Un petit changement, pour la forme. Le tableau de bord permettant de suivre, jour après jour, l’application de la réforme d’accès au supérieur a changé. La colonne «candidats n’ayant pas encore reçu de proposition» s’appelle désormais «candidats qui souhaitent s’inscrire dans l’enseignement supérieur via Parcoursup». Interdit de sourire. Le ministère de l’Enseignement supérieur en a plein le dos de ces articles de presse «qui relèvent du commentaire politique alors qu’objectivement, le nouveau système Parcoursup fonctionne très bien, conforme aux prévisions». Tout de même. La machine semble grippée. Peut-être encore davantage que du temps de l’ancien système Admission post-bac (APB, lire l’encadré plus bas).

Sur les 812 000 élèves inscrits lors du démarrage sur la plateforme, seule une grosse moitié (467 000) a validé définitivement une proposition et sait donc où aller en septembre. Pour les autres, à des degrés divers, c’est encore le flou. 145 000 candidats ont pris la poudre d’escampette : ils ont abandonné la procédure (on était dans le même ordre de grandeur sous APB). Ensuite, 55 000 ne donnent plus signe de vie : pas un seul clic. Ces «candidats fantômes» inquiètent en haut lieu. Enfin, il y a cette catégorie qui n’existait pas du temps d’APB et qui fait aussi aujourd’hui tourner en bourrique les services du ministère (quoi qu’ils en disent) : il s’agit de ceux qui ont une proposition mais conservent, sous le coude, un ou plusieurs vœux en attente au cas où une place viendrait à se libérer. Jeudi, ils étaient 127 263 dans cette situation et «ce stock» d’élèves diminue lentement…
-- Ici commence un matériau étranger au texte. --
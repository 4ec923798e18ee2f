use async_trait::async_trait;
use aws_sdk_sqs::config::{BehaviorVersion, Builder, Credentials, Region};
use aws_sdk_sqs::types::MessageAttributeValue;
use aws_sdk_sqs::Client;
use tracing::info;

use crate::modules::transcode::events::JobMessage;
use crate::ports::queue::{QueueDelivery, QueueError, WorkQueue};

/// Long-poll interval for receives.
const WAIT_TIME_SECONDS: i32 = 20;
/// Window during which a received message stays hidden from other consumers.
/// Acts as the soft per-job processing timeout; max-receive overflow goes to
/// the DLQ configured on the queue itself.
const VISIBILITY_TIMEOUT_SECONDS: i32 = 300;

#[derive(Clone)]
pub struct SqsService {
    client: Client,
    queue_url: String,
}

impl SqsService {
    pub async fn new(
        endpoint: &str,
        queue_url: &str,
        access_key: &str,
        secret_key: &str,
    ) -> Self {
        let credentials = Credentials::new(access_key, secret_key, None, None, "static");

        let config = Builder::new()
            .behavior_version(BehaviorVersion::latest())
            .region(Region::new("us-east-1"))
            .endpoint_url(endpoint)
            .credentials_provider(credentials)
            .build();

        let client = Client::from_conf(config);

        info!("✅ Connected to SQS");

        Self {
            client,
            queue_url: queue_url.to_string(),
        }
    }

    fn string_attribute(value: String) -> Result<MessageAttributeValue, QueueError> {
        MessageAttributeValue::builder()
            .data_type("String")
            .string_value(value)
            .build()
            .map_err(|e| QueueError::Unavailable(e.to_string()))
    }
}

#[async_trait]
impl WorkQueue for SqsService {
    async fn publish(&self, message: &JobMessage) -> Result<(), QueueError> {
        let body = serde_json::to_string(message)
            .map_err(|e| QueueError::Malformed(e.to_string()))?;

        self.client
            .send_message()
            .queue_url(&self.queue_url)
            .message_body(body)
            .message_attributes("jobId", Self::string_attribute(message.job_id.to_string())?)
            .message_attributes("videoId", Self::string_attribute(message.video_id.to_string())?)
            .message_attributes("ownerId", Self::string_attribute(message.owner_id.to_string())?)
            .send()
            .await
            .map_err(|e| QueueError::Unavailable(e.to_string()))?;

        info!("Transcoding job {} sent to queue", message.job_id);
        Ok(())
    }

    async fn receive(&self, max_messages: i32) -> Result<Vec<QueueDelivery>, QueueError> {
        let response = self
            .client
            .receive_message()
            .queue_url(&self.queue_url)
            .max_number_of_messages(max_messages)
            .wait_time_seconds(WAIT_TIME_SECONDS)
            .visibility_timeout(VISIBILITY_TIMEOUT_SECONDS)
            .message_attribute_names("All")
            .send()
            .await
            .map_err(|e| QueueError::Unavailable(e.to_string()))?;

        let deliveries = response
            .messages
            .unwrap_or_default()
            .into_iter()
            .filter_map(|m| match (m.body, m.receipt_handle) {
                (Some(body), Some(handle)) => Some(QueueDelivery { body, handle }),
                _ => None,
            })
            .collect();

        Ok(deliveries)
    }

    async fn acknowledge(&self, handle: &str) -> Result<(), QueueError> {
        self.client
            .delete_message()
            .queue_url(&self.queue_url)
            .receipt_handle(handle)
            .send()
            .await
            .map_err(|e| QueueError::Unavailable(e.to_string()))?;

        Ok(())
    }
}
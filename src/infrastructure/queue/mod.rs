pub mod sqs;
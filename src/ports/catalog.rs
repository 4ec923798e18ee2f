use async_trait::async_trait;
use uuid::Uuid;

use crate::modules::video::model::Video;
use crate::ports::store::PersistenceError;

/// Read side of the video catalog consumed by the transcode pipeline.
#[async_trait]
pub trait VideoCatalog: Send + Sync {
    async fn find_by_id(&self, id: Uuid) -> Result<Option<Video>, PersistenceError>;
}
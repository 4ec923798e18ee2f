use crate::middleware::auth::TokenClaims;
use crate::common::response::ApiError;
use axum::{
    extract::{Request, Extension},
    http::StatusCode,
    middleware::Next,
    response::Response,
};

pub async fn user_guard(
    Extension(claims): Extension<TokenClaims>,
    req: Request,
    next: Next,
) -> Result<Response, ApiError> {
    if claims.role != "user" {
        return Err(ApiError("Forbidden: User role required".to_string(), StatusCode::FORBIDDEN));
    }

    Ok(next.run(req).await)
}
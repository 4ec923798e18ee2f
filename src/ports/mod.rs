pub mod cache;
pub mod catalog;
pub mod queue;
pub mod storage;
pub mod store;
Avec des répercussions en cascade. A tous les niveaux, de l’université jusqu’aux classes prépas les plus élitistes, la plupart des promos ne sont toujours pas constituées. Les inscriptions administratives ont pris du retard par rapport à l’année dernière, annonçant une rentrée de septembre rock’n’roll. Mais qui sont donc ces élèves en attente qui gripperaient le système ? Revue des possibles.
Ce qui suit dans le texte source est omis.